Again, this might seem unusual given that candidates can be literally miles apart. Perhaps it’s the level playing field of it still being ‘new’ to most people, the effect of being in a familiar setting or just the name tags in the corner of everyone’s video feed. Whatever it is, candidates most definitely seem more inclined to get more engaged with the training which should translate into improved learning outcomes.
What’s the argument against it?
Firstly, and we shouldn’t underestimate this one, DVSA have clearly indicated that this is a temporary measure and not a permanent change, although their stance has softened slightly in recent weeks. The original cut-off for online training was 12 June 2020, but this has been extended with no firm end date, meaning it’s possible it will remain an option longer-term.
If DVSA decide they don’t like it, however, there’s a good chance things will go “back to normal” as soon as possible with regards to DCPC training.
That’s not all…
Unfortunately there are unscrupulous providers out there that will take advantage of this relaxation to scam people of their hard-earned cash without fulfilling their end of the bargain.

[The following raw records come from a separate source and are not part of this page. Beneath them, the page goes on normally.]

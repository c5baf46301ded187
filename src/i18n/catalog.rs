// SPDX-License-Identifier: MPL-2.0
use super::language::Language;
use crate::config::REFERENCE_LANGUAGE_CODE;
use crate::error::{Error, Result};
use fluent_bundle::{FluentBundle, FluentResource};
use fluent_syntax::ast;
use rust_embed::RustEmbed;
use std::collections::{BTreeMap, BTreeSet};

#[derive(RustEmbed)]
#[folder = "assets/i18n/"]
struct Asset;

/// Flat key to string mapping for one language.
pub type TranslationTable = BTreeMap<String, String>;

/// Every language's table. Built once and never mutated afterwards.
#[derive(Debug, Clone, Default)]
pub struct TranslationCatalog {
    tables: BTreeMap<Language, TranslationTable>,
}

/// Keys that differ between each table and the reference table.
#[derive(Debug, Clone, Default, PartialEq, Eq)]
pub struct CompletenessReport {
    /// Reference keys a language does not define.
    pub missing: BTreeMap<Language, Vec<String>>,
    /// Keys a language defines that the reference table does not.
    pub extra: BTreeMap<Language, Vec<String>>,
}

impl CompletenessReport {
    pub fn is_complete(&self) -> bool {
        self.missing.is_empty() && self.extra.is_empty()
    }
}

impl TranslationCatalog {
    /// Loads the tables embedded from `assets/i18n/<code>.ftl`.
    pub fn builtin() -> Result<Self> {
        let mut sources = Vec::with_capacity(Language::ALL.len());
        for lang in Language::ALL {
            let filename = format!("{}.ftl", lang.code());
            let file = Asset::get(&filename)
                .ok_or_else(|| Error::Catalog(format!("missing translation asset {filename}")))?;
            sources.push((lang, String::from_utf8_lossy(file.data.as_ref()).to_string()));
        }
        Self::from_sources(sources)
    }

    /// Builds a catalog from Fluent sources, one per language.
    ///
    /// Languages without a source simply have no table; lookups against them
    /// resolve to nothing.
    pub fn from_sources<I>(sources: I) -> Result<Self>
    where
        I: IntoIterator<Item = (Language, String)>,
    {
        let mut tables = BTreeMap::new();
        for (lang, source) in sources {
            tables.insert(lang, parse_table(lang, source)?);
        }
        Ok(Self { tables })
    }

    /// Resolves `key` in the table for `code`.
    ///
    /// Unknown codes and missing keys both yield `None`.
    pub fn lookup(&self, code: &str, key: &str) -> Option<&str> {
        self.table(code)?.get(key).map(String::as_str)
    }

    pub fn table(&self, code: &str) -> Option<&TranslationTable> {
        Language::from_code(code).and_then(|lang| self.tables.get(&lang))
    }

    pub fn languages(&self) -> impl Iterator<Item = Language> + '_ {
        self.tables.keys().copied()
    }

    /// Keys defined for `code`, sorted. Empty for unknown codes.
    pub fn keys(&self, code: &str) -> Vec<&str> {
        self.table(code)
            .map(|table| table.keys().map(String::as_str).collect())
            .unwrap_or_default()
    }

    /// Compares every table's key set against the `en` table.
    pub fn completeness(&self) -> CompletenessReport {
        let reference: BTreeSet<&str> = self.keys(REFERENCE_LANGUAGE_CODE).into_iter().collect();
        let mut report = CompletenessReport::default();

        for (lang, table) in &self.tables {
            let keys: BTreeSet<&str> = table.keys().map(String::as_str).collect();
            let missing: Vec<String> = reference.difference(&keys).map(|k| k.to_string()).collect();
            let extra: Vec<String> = keys.difference(&reference).map(|k| k.to_string()).collect();
            if !missing.is_empty() {
                report.missing.insert(*lang, missing);
            }
            if !extra.is_empty() {
                report.extra.insert(*lang, extra);
            }
        }
        for lang in Language::ALL {
            if !self.tables.contains_key(&lang) && !reference.is_empty() {
                report
                    .missing
                    .insert(lang, reference.iter().map(|k| k.to_string()).collect());
            }
        }
        report
    }
}

/// Parses one Fluent source and flattens every message value into a table.
fn parse_table(lang: Language, source: String) -> Result<TranslationTable> {
    let resource = FluentResource::try_new(source).map_err(|(_, errors)| {
        Error::Catalog(format!("{}.ftl: {} syntax error(s)", lang.code(), errors.len()))
    })?;

    let ids: Vec<String> = resource
        .entries()
        .filter_map(|entry| match entry {
            ast::Entry::Message(message) if message.value.is_some() => {
                Some(message.id.name.to_string())
            }
            _ => None,
        })
        .collect();

    let mut bundle = FluentBundle::new(vec![lang.identifier()]);
    bundle.set_use_isolating(false);
    bundle.add_resource(resource).map_err(|errors| {
        Error::Catalog(format!("{}.ftl: {} duplicate entr(ies)", lang.code(), errors.len()))
    })?;

    let mut table = TranslationTable::new();
    for id in ids {
        let Some(pattern) = bundle.get_message(&id).and_then(|msg| msg.value()) else {
            continue;
        };
        let mut errors = vec![];
        let value = bundle.format_pattern(pattern, None, &mut errors);
        if !errors.is_empty() {
            return Err(Error::Catalog(format!(
                "{}.ftl: message {id} failed to format",
                lang.code()
            )));
        }
        table.insert(id, value.into_owned());
    }
    Ok(table)
}
// SPDX-License-Identifier: MPL-2.0
//! Browser binding (wasm32 only).
//!
//! Load the module on the login or signup page. The initial language is
//! resolved and applied once the document has been parsed: immediately when
//! the module is instantiated after that point, otherwise from a one-shot
//! `DOMContentLoaded` listener. The selector control calls
//! `switchLanguage(this.value)` from its change handler.
//!
//! Local storage is best-effort: when the browser refuses access the session
//! runs without persistence.

use crate::config::{PageConfig, STORAGE_KEY};
use crate::error::{Error, Result};
use crate::i18n::TranslationCatalog;
use crate::localizer::Localizer;
use crate::page::Page;
use crate::storage::LanguageStore;
use std::cell::RefCell;
use wasm_bindgen::prelude::*;
use wasm_bindgen::JsCast;
use web_sys::{Document, Element, HtmlElement, HtmlSelectElement, Storage};

const READY_STATE_LOADING: &str = "loading";

thread_local! {
    static SESSION: RefCell<Option<Session>> = const { RefCell::new(None) };
}

struct Session {
    localizer: Localizer<LocalStorageStore>,
    page: DomPage,
}

/// The live document.
pub struct DomPage {
    document: Document,
    config: PageConfig,
}

impl DomPage {
    pub fn new(document: Document, config: PageConfig) -> Self {
        Self { document, config }
    }
}

impl Page for DomPage {
    type Element = Element;

    fn marked_elements(&self) -> Vec<Element> {
        let selector = format!("[{}]", self.config.marker_attribute);
        let Ok(nodes) = self.document.query_selector_all(&selector) else {
            return Vec::new();
        };
        (0..nodes.length())
            .filter_map(|i| nodes.item(i))
            .filter_map(|node| node.dyn_into::<Element>().ok())
            .collect()
    }

    fn translation_key(&self, element: &Element) -> Option<String> {
        element.get_attribute(&self.config.marker_attribute)
    }

    fn set_text(&mut self, element: &Element, text: &str) {
        match element.dyn_ref::<HtmlElement>() {
            Some(html) => html.set_inner_text(text),
            None => element.set_text_content(Some(text)),
        }
    }

    fn set_selector_value(&mut self, code: &str) -> bool {
        let Some(select) = self
            .document
            .get_element_by_id(&self.config.selector_id)
            .and_then(|element| element.dyn_into::<HtmlSelectElement>().ok())
        else {
            return false;
        };
        select.set_value(code);
        true
    }
}

/// `window.localStorage` under the `selectedLanguage` key.
pub struct LocalStorageStore {
    storage: Storage,
}

impl LocalStorageStore {
    /// `None` when storage is disabled or throws on access.
    pub fn available() -> Option<Self> {
        let storage = web_sys::window()?.local_storage().ok()??;
        Some(Self { storage })
    }
}

impl LanguageStore for LocalStorageStore {
    fn load(&self) -> Result<Option<String>> {
        self.storage
            .get_item(STORAGE_KEY)
            .map_err(|err| Error::Io(format!("localStorage read failed: {err:?}")))
    }

    fn save(&mut self, code: &str) -> Result<()> {
        self.storage
            .set_item(STORAGE_KEY, code)
            .map_err(|err| Error::Io(format!("localStorage write failed: {err:?}")))
    }
}

fn js_error(err: Error) -> JsValue {
    JsValue::from_str(&err.to_string())
}

fn window() -> std::result::Result<web_sys::Window, JsValue> {
    web_sys::window().ok_or_else(|| JsValue::from_str("no window"))
}

#[wasm_bindgen(start)]
pub fn start() -> std::result::Result<(), JsValue> {
    let document = window()?
        .document()
        .ok_or_else(|| JsValue::from_str("no document"))?;

    if document.ready_state() != READY_STATE_LOADING {
        return initialize_session(document);
    }

    let parsed = document.clone();
    let on_loaded = Closure::once_into_js(move || {
        if let Err(err) = initialize_session(parsed) {
            tracing::warn!(error = ?err, "could not localize page");
        }
    });
    document.add_event_listener_with_callback("DOMContentLoaded", on_loaded.unchecked_ref())
}

/// Resolves the initial language for `document`, applies it, and installs
/// the session used by `switchLanguage`. Replaces any previous session.
pub fn initialize_session(document: Document) -> std::result::Result<(), JsValue> {
    let locale = window()?.navigator().language();

    let catalog = TranslationCatalog::builtin().map_err(js_error)?;
    let mut localizer = match LocalStorageStore::available() {
        Some(store) => Localizer::new(catalog, store),
        None => Localizer::without_storage(catalog),
    };
    let mut page = DomPage::new(document, PageConfig::default());
    localizer.initialize(&mut page, locale.as_deref());

    SESSION.with(|session| {
        *session.borrow_mut() = Some(Session { localizer, page });
    });
    Ok(())
}

#[wasm_bindgen(js_name = switchLanguage)]
pub fn switch_language(code: &str) {
    SESSION.with(|session| {
        if let Some(Session { localizer, page }) = session.borrow_mut().as_mut() {
            localizer.switch_language(page, code);
        }
    });
}

#[wasm_bindgen(js_name = activeLanguage)]
pub fn active_language() -> Option<String> {
    SESSION.with(|session| {
        session
            .borrow()
            .as_ref()
            .and_then(|s| s.localizer.active_language().map(str::to_string))
    })
}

We hear the stories all too frequently of training that never gets registered with DVSA or, in some instances, never happens in the first place.
The disincentive of knowing that unsuspecting scam victims might come knocking on your door if you rip them off is somewhat reduced when those victims could be many miles away from you. You should always take steps to ensure you book with a reputable provider. Check their reviews and, if possible, speak to their previous customers for the most reliable feedback.

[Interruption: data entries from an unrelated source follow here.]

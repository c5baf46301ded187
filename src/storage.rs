// SPDX-License-Identifier: MPL-2.0
//! Durable storage for the active language code.
//!
//! Stores hold the code as a plain string. Callers treat every store as
//! best-effort: a failing store never prevents a language from being applied.

use crate::config::{self, Config};
use crate::error::Result;
use std::path::PathBuf;

pub trait LanguageStore {
    /// The previously persisted code, if any.
    fn load(&self) -> Result<Option<String>>;

    fn save(&mut self, code: &str) -> Result<()>;
}

/// Keeps the code for the lifetime of the value only.
#[derive(Debug, Clone, Default)]
pub struct MemoryStore {
    code: Option<String>,
}

impl MemoryStore {
    pub fn new() -> Self {
        Self::default()
    }

    pub fn with_code(code: impl Into<String>) -> Self {
        Self {
            code: Some(code.into()),
        }
    }

    pub fn code(&self) -> Option<&str> {
        self.code.as_deref()
    }
}

impl LanguageStore for MemoryStore {
    fn load(&self) -> Result<Option<String>> {
        Ok(self.code.clone())
    }

    fn save(&mut self, code: &str) -> Result<()> {
        self.code = Some(code.to_string());
        Ok(())
    }
}

/// Persists the code as `[general] language` in `settings.toml`.
///
/// Other settings in the file are preserved across saves.
#[derive(Debug, Clone, Default)]
pub struct ConfigStore {
    base_dir: Option<PathBuf>,
}

impl ConfigStore {
    /// Uses the standard config directory resolution.
    pub fn new() -> Self {
        Self::default()
    }

    /// Uses `base_dir` instead of the standard config directory.
    pub fn with_base_dir(base_dir: Option<PathBuf>) -> Self {
        Self { base_dir }
    }

    fn read(&self) -> Result<Config> {
        match config::get_config_path_with_override(self.base_dir.clone()) {
            Some(path) if path.exists() => config::load_from_path(&path),
            _ => Ok(Config::default()),
        }
    }
}

impl LanguageStore for ConfigStore {
    fn load(&self) -> Result<Option<String>> {
        Ok(self
            .read()?
            .general
            .language
            .filter(|code| !code.is_empty()))
    }

    fn save(&mut self, code: &str) -> Result<()> {
        // An unreadable file is replaced rather than blocking the save.
        let mut cfg = self.read().unwrap_or_default();
        cfg.general.language = Some(code.to_string());
        config::save_with_override(&cfg, self.base_dir.clone())
    }
}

Whilst online training can offer more flexibility for candidates, as well as a number of other benefits as we’ve established, it can bring limitations, too. Some training just isn’t suitable for online delivery. Additionally, online training requires candidates to have suitable equipment (e.g. a web-connected computer with webcam) and a reliable internet connection. Whilst these might not be issues that affect everyone, it’s important that an industry that doesn’t typically enjoy a surplus of available workers doesn’t then place additional barriers in place for those that are looking to play their part.